Locate each line in the records containing "PathBuf". Copy it.

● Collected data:
=== Section Start ===
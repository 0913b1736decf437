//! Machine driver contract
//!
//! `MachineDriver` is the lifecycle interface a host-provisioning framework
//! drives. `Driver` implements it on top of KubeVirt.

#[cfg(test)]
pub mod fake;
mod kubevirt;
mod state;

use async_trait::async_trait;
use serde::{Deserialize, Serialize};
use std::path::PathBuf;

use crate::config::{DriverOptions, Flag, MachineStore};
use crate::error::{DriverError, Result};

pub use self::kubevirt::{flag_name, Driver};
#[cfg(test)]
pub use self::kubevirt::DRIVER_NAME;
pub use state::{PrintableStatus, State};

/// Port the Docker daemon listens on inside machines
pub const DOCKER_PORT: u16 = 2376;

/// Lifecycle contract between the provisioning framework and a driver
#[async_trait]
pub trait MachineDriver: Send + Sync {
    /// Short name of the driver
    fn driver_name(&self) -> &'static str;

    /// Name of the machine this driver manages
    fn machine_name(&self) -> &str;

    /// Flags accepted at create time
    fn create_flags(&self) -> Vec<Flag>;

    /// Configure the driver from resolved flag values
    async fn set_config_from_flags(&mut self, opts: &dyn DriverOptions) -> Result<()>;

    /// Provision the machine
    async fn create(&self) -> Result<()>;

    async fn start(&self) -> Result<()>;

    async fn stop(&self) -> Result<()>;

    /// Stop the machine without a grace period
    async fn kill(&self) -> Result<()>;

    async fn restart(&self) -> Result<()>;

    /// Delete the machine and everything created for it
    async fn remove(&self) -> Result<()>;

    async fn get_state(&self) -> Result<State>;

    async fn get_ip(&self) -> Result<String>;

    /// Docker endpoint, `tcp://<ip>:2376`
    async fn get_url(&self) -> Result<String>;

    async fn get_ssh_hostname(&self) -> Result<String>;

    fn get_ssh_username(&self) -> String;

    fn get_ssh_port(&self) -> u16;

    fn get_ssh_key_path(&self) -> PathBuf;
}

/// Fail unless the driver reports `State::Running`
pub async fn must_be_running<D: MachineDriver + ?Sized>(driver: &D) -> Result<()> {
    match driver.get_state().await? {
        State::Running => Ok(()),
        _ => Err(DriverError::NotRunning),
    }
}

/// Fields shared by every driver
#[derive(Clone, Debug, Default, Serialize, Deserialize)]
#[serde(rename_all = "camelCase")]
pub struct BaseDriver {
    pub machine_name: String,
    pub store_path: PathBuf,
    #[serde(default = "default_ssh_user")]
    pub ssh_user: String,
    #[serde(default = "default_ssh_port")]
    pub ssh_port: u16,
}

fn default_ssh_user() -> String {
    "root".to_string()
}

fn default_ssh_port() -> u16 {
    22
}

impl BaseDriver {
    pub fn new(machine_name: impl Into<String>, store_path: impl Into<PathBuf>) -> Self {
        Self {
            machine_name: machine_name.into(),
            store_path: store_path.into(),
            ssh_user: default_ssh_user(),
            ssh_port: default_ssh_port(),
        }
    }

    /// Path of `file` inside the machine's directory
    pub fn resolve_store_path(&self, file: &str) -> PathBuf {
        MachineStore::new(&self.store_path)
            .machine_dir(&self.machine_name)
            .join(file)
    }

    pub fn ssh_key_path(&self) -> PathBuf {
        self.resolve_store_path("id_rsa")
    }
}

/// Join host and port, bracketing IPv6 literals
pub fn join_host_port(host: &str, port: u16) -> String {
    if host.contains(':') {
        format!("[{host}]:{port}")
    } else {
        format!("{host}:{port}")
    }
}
=== Section End ===
=== Section Start ===
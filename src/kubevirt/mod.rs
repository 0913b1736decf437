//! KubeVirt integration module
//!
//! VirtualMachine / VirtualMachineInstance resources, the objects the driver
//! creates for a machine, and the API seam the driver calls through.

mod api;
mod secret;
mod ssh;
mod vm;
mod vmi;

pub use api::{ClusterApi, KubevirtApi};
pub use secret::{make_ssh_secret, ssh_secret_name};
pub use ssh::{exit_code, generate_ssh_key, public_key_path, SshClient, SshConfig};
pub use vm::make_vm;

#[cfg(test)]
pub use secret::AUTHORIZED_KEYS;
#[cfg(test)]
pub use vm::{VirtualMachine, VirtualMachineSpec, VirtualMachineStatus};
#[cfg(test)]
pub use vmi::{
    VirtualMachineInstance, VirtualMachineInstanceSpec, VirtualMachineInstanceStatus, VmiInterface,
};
=== Section End ===
=== Section Start ===
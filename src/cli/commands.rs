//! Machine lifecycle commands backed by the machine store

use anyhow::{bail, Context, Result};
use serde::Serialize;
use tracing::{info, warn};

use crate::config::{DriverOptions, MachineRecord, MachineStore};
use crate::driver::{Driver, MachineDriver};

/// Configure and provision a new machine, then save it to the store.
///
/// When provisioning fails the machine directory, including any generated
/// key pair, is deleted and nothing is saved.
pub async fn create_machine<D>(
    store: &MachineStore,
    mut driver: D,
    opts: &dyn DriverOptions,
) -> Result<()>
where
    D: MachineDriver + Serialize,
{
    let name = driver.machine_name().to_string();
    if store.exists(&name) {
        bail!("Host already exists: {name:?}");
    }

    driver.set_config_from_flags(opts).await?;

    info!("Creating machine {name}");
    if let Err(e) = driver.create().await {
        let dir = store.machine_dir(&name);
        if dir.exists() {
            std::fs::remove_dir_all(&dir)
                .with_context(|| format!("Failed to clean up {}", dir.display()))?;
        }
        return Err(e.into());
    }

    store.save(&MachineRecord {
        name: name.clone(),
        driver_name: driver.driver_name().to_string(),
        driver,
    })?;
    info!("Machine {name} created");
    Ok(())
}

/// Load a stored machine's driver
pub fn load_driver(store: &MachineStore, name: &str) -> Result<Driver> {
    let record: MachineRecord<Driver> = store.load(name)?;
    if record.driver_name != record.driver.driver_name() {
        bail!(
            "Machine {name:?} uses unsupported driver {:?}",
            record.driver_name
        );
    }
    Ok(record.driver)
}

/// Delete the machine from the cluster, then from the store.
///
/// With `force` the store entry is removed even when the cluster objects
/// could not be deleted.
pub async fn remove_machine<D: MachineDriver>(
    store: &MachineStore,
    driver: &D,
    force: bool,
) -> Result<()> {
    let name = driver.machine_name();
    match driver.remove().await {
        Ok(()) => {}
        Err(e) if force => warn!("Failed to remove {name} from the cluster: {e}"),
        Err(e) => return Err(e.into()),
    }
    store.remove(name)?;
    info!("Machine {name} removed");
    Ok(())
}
=== Section End ===
● Worked solution:
use std::path::PathBuf;
    fn get_ssh_key_path(&self) -> PathBuf;
    pub store_path: PathBuf,
    pub fn new(machine_name: impl Into<String>, store_path: impl Into<PathBuf>) -> Self {
    pub fn resolve_store_path(&self, file: &str) -> PathBuf {
    pub fn ssh_key_path(&self) -> PathBuf {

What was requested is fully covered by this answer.